Retrieve the overlap tag information from the specified Hugging Face Hub repository.
This function downloads a JSON file containing tag overlap information and parses it into a dictionary.
:return: A dictionary where keys are tags and values are lists of overlapping tags.
:rtype: Mapping[str, List[str]]
"""
json_file = hf_hub_download(
'alea31415/tag_filtering',
'overlap_tags_simplified.json',
repo_type='dataset',
)
with open(json_file, 'r') as file:
data = json.load(file)
return data
[docs]def drop_overlap_tags(tags: Union[List[str], Mapping[str, float]]) -> Union[List[str], Mapping[str, float]]:
"""
Drop overlapping tags from the given list of tags.
This function removes tags that have overlaps with other tags based on precomputed overlap information.

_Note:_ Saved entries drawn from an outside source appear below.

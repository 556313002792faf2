//! Pipeline wiring
//!
//! One producer (source + classifier) feeds bounded queues into the worker
//! pool, the SQL writer and the statistics aggregator. A fatal error in any
//! stage closes its downstream queues, so consumers observe orderly
//! termination; there is no mid-stream cancellation.

use std::path::Path;
use std::sync::Arc;

use tokio::sync::mpsc;
use tracing::{error, info};

use crate::common::error::{BinlensError, Result};
use crate::config::{Config, RunMode, WorkType};
use crate::pipeline::classifier::Classifier;
use crate::pipeline::{output, reversal, stats, synthesis};
use crate::schema::catalog::{Catalog, CatalogConfig};
use crate::schema::snapshot;
use crate::schema::store::SchemaStore;
use crate::source::repl::{ReplicationConfig, ReplicationSource};
use crate::source::{EventSource, FileSource};

/// Run one inspection end to end.
pub async fn run(config: Config) -> Result<()> {
    config.validate()?;

    let schema = prepare_schema(&config).await?;
    if config.work_type == WorkType::SchemaDump {
        return Ok(());
    }

    let queue_depth = config.threads * 2;
    let (stats_tx, stats_rx) = mpsc::channel(queue_depth);
    let stats_task = tokio::spawn(stats::run_stats(config.stats_options(), stats_rx));

    let (envelope_tx, worker_handles, output_task) = if config.work_type.emits_sql() {
        let (envelope_tx, envelope_rx) = mpsc::channel(queue_depth);
        let (sql_tx, sql_rx) = mpsc::channel(queue_depth);
        let workers = synthesis::spawn_workers(
            config.threads,
            schema.clone(),
            envelope_rx,
            sql_tx,
            config.sql_options(),
        );
        let output_task = tokio::spawn(output::write_sql_stream(
            config.output_options(),
            sql_rx,
        ));
        (Some(envelope_tx), workers, Some(output_task))
    } else {
        (None, Vec::new(), None)
    };

    let source = open_source(&config).await?;
    let classifier = Classifier::new(config.event_filter(), schema, envelope_tx, stats_tx);

    // The classifier drops its senders on return; that drains and closes
    // every downstream stage in order.
    let stream_result = classifier.run(source).await;
    if let Err(e) = &stream_result {
        error!(error = %e, "event stream terminated with error");
    }

    for handle in worker_handles {
        handle
            .await
            .map_err(|e| BinlensError::other(format!("synthesis worker panicked: {e}")))?;
    }
    if let Some(task) = output_task {
        let jobs = task
            .await
            .map_err(|e| BinlensError::other(format!("sql writer panicked: {e}")))??;
        if config.work_type == WorkType::Rollback {
            reversal::reverse_files(jobs, config.keep_trx).await?;
        }
    }
    stats_task
        .await
        .map_err(|e| BinlensError::other(format!("stats task panicked: {e}")))??;

    stream_result.map(|envelopes| {
        info!(envelopes, "inspection finished");
    })
}

/// Load table definitions from the snapshot and/or the catalog, and dump the
/// merged result back out. Row-level output without any definitions is a
/// hard error; statistics-only runs skip all of this.
async fn prepare_schema(config: &Config) -> Result<Arc<SchemaStore>> {
    if !(config.work_type.emits_sql() || config.work_type == WorkType::SchemaDump) {
        return Ok(Arc::new(SchemaStore::new()));
    }

    let mut store = SchemaStore::new();
    if let Some(path) = &config.schema_json {
        store.merge(snapshot::load(path).await?);
    }
    if !config.schema_json_only {
        let catalog = Catalog::connect(&CatalogConfig {
            host: config.host.clone(),
            port: config.port,
            user: config.user.clone(),
            password: config.password.clone(),
        });
        let tables = catalog.list_tables(&config.databases, &config.tables).await?;
        catalog.load_into(&mut store, &tables).await?;
        catalog.disconnect().await?;
    }

    if store.is_empty() {
        return Err(BinlensError::schema(
            "no table definitions available from the catalog or snapshot",
        ));
    }

    let snapshot_path = config.output_dir.join(snapshot::SNAPSHOT_FILE);
    snapshot::dump(&store, &snapshot_path).await?;
    info!(
        tables = store.table_count(),
        path = %snapshot_path.display(),
        "table definitions ready"
    );
    Ok(Arc::new(store))
}

async fn open_source(config: &Config) -> Result<Box<dyn EventSource>> {
    match config.mode {
        RunMode::File => {
            let path = config
                .binlog_file
                .as_ref()
                .ok_or_else(|| BinlensError::config("mode=file needs a binlog file"))?;
            let dir = path.parent().unwrap_or(Path::new(".")).to_path_buf();
            let segment = path
                .file_name()
                .map(|n| n.to_string_lossy().to_string())
                .ok_or_else(|| BinlensError::config("binlog file path has no file name"))?;
            Ok(Box::new(
                FileSource::open(dir, segment, config.stop_bound()).await?,
            ))
        }
        RunMode::Repl => {
            let start = config
                .start_position()
                .ok_or_else(|| BinlensError::config("mode=repl needs a start position"))?;
            Ok(Box::new(
                ReplicationSource::connect(ReplicationConfig {
                    host: config.host.clone(),
                    port: config.port,
                    user: config.user.clone(),
                    password: config.password.clone(),
                    server_id: config.server_id,
                    start,
                    stop: config.stop_bound(),
                })
                .await?,
            ))
        }
    }
}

:param tags: A list of tags.
:type tags: List[str]
:return: A list of tags without overlaps.
:rtype: List[str]
Examples::
>>> from imgutils.tagging import drop_overlap_tags
>>>
>>> tags = [
... '1girl', 'solo',
... 'long_hair', 'very_long_hair', 'red_hair',
... 'breasts', 'medium_breasts',
... ]
>>> drop_overlap_tags(tags)
['1girl', 'solo', 'very_long_hair', 'red_hair', 'medium_breasts']
>>>
>>> tags = {
... '1girl': 0.8849405313291128,
... 'solo': 0.8548297594823425,
... 'long_hair': 0.03910296474461261,
... 'very_long_hair': 0.6615180440330748,
... 'red_hair': 0.21552028866308015,
... 'breasts': 0.3165260620737027,
... 'medium_breasts': 0.47744464927382957,
... }
>>> drop_overlap_tags(tags)
{
'1girl': 0.8849405313291128,
'solo': 0.8548297594823425,
'very_long_hair': 0.6615180440330748,
'red_hair': 0.21552028866308015,
'medium_breasts': 0.47744464927382957
}
"""
overlap_tags_dict = _get_overlap_tags()
result_tags = []
_origin_tags = copy.deepcopy(tags)
if isinstance(tags, dict):
tags = list(tags.keys())
tags_underscore = [tag.replace(' ', '_') for tag in tags]
tags: List[str]
tags_underscore: List[str]
for tag, tag_ in zip(tags, tags_underscore):
to_remove = False
# Case 1: If the tag is a key and some of the associated values are in tags
if tag_ in overlap_tags_dict:
overlap_values = set(val for val in overlap_tags_dict[tag_])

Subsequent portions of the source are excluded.